Nothing but a number is wanted: the count of lines in the records below that include "struct".

'''

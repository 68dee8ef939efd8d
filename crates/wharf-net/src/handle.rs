use std::{
    fmt,
    sync::{Arc, Mutex, MutexGuard, PoisonError},
};

/// Opaque socket identifier: slot index in the low half, generation tag in
/// the high half. Generations start at 1, so no live handle is ever zero,
/// and a handle that survived its socket can never resolve to the slot's
/// next occupant.
#[derive(Clone, Copy, Debug, PartialEq, Eq, Hash)]
pub struct Handle(u64);

impl Handle {
    pub(crate) fn new(index: u32, generation: u32) -> Self {
        Self((u64::from(generation) << 32) | u64::from(index))
    }

    pub(crate) fn index(self) -> usize {
        (self.0 & 0xffff_ffff) as usize
    }

    pub(crate) fn generation(self) -> u32 {
        (self.0 >> 32) as u32
    }

    pub(crate) fn raw(self) -> u64 {
        self.0
    }
}

impl fmt::Display for Handle {
    fn fmt(&self, f: &mut fmt::Formatter<'_>) -> fmt::Result {
        write!(f, "{:#x}", self.0)
    }
}

struct TableEntry<T> {
    generation: u32,
    record: Option<Arc<T>>,
}

/// Fixed-capacity map from handles to shared records.
///
/// Lookup clones the `Arc`, so the strong count doubles as the record
/// refcount: `remove` retires the handle and drops the table's reference,
/// and whoever holds the last clone runs teardown.
pub(crate) struct HandleTable<T> {
    inner: Mutex<TableInner<T>>,
}

struct TableInner<T> {
    entries: Vec<TableEntry<T>>,
    free: Vec<u32>,
}

impl<T> HandleTable<T> {
    pub(crate) fn new(capacity: usize) -> Self {
        let entries =
            (0..capacity).map(|_| TableEntry { generation: 1, record: None }).collect();
        let free = (0..capacity as u32).rev().collect();
        Self { inner: Mutex::new(TableInner { entries, free }) }
    }

    /// Reserve a slot and store the record `make` builds for its handle.
    /// `None` when the table is at capacity.
    pub(crate) fn insert(
        &self,
        make: impl FnOnce(Handle) -> Arc<T>,
    ) -> Option<(Handle, Arc<T>)> {
        let mut inner = self.lock();
        let index = inner.free.pop()?;
        let handle = Handle::new(index, inner.entries[index as usize].generation);
        let record = make(handle);
        inner.entries[index as usize].record = Some(Arc::clone(&record));
        Some((handle, record))
    }

    pub(crate) fn lookup(&self, handle: Handle) -> Option<Arc<T>> {
        let inner = self.lock();
        let entry = inner.entries.get(handle.index())?;
        if entry.generation != handle.generation() {
            return None;
        }
        entry.record.clone()
    }

    /// Retire the handle and drop the table's reference. The second call
    /// for the same handle is a no-op.
    pub(crate) fn remove(&self, handle: Handle) -> Option<Arc<T>> {
        let mut inner = self.lock();
        let index = handle.index();
        let entry = inner.entries.get_mut(index)?;
        if entry.generation != handle.generation() {
            return None;
        }
        let record = entry.record.take()?;
        entry.generation = entry.generation.wrapping_add(1).max(1);
        inner.free.push(index as u32);
        Some(record)
    }

    fn lock(&self) -> MutexGuard<'_, TableInner<T>> {
        self.inner.lock().unwrap_or_else(PoisonError::into_inner)
    }
}

#[cfg(test)]
mod tests {
    use super::*;

    fn table(capacity: usize) -> HandleTable<u32> {
        HandleTable::new(capacity)
    }

    #[test]
    fn lookup_after_remove_misses() {
        let t = table(4);
        let (handle, _) = t.insert(|_| Arc::new(7)).unwrap();
        assert_eq!(t.lookup(handle).as_deref(), Some(&7));
        assert!(t.remove(handle).is_some());
        assert!(t.lookup(handle).is_none());
        assert!(t.remove(handle).is_none());
    }

    #[test]
    fn reused_slot_gets_fresh_generation() {
        let t = table(1);
        let (old, _) = t.insert(|_| Arc::new(1)).unwrap();
        t.remove(old);
        let (new, _) = t.insert(|_| Arc::new(2)).unwrap();
        assert_eq!(old.index(), new.index());
        assert_ne!(old.generation(), new.generation());
        assert!(t.lookup(old).is_none());
        assert_eq!(t.lookup(new).as_deref(), Some(&2));
    }

    #[test]
    fn capacity_is_hard() {
        let t = table(2);
        let (a, _) = t.insert(|_| Arc::new(0)).unwrap();
        let _b = t.insert(|_| Arc::new(0)).unwrap();
        assert!(t.insert(|_| Arc::new(0)).is_none());
        t.remove(a);
        assert!(t.insert(|_| Arc::new(0)).is_some());
    }

    #[test]
    fn record_outlives_removal_through_clones() {
        let t = table(1);
        let (handle, held) = t.insert(|_| Arc::new(9)).unwrap();
        t.remove(handle);
        assert_eq!(*held, 9);
        assert_eq!(Arc::strong_count(&held), 1);
    }

    #[test]
    fn no_valid_handle_is_zero() {
        let t = table(8);
        let (handle, _) = t.insert(|_| Arc::new(0)).unwrap();
        assert_ne!(handle.raw(), 0);
    }
}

'''

WORKED SOLUTION: 4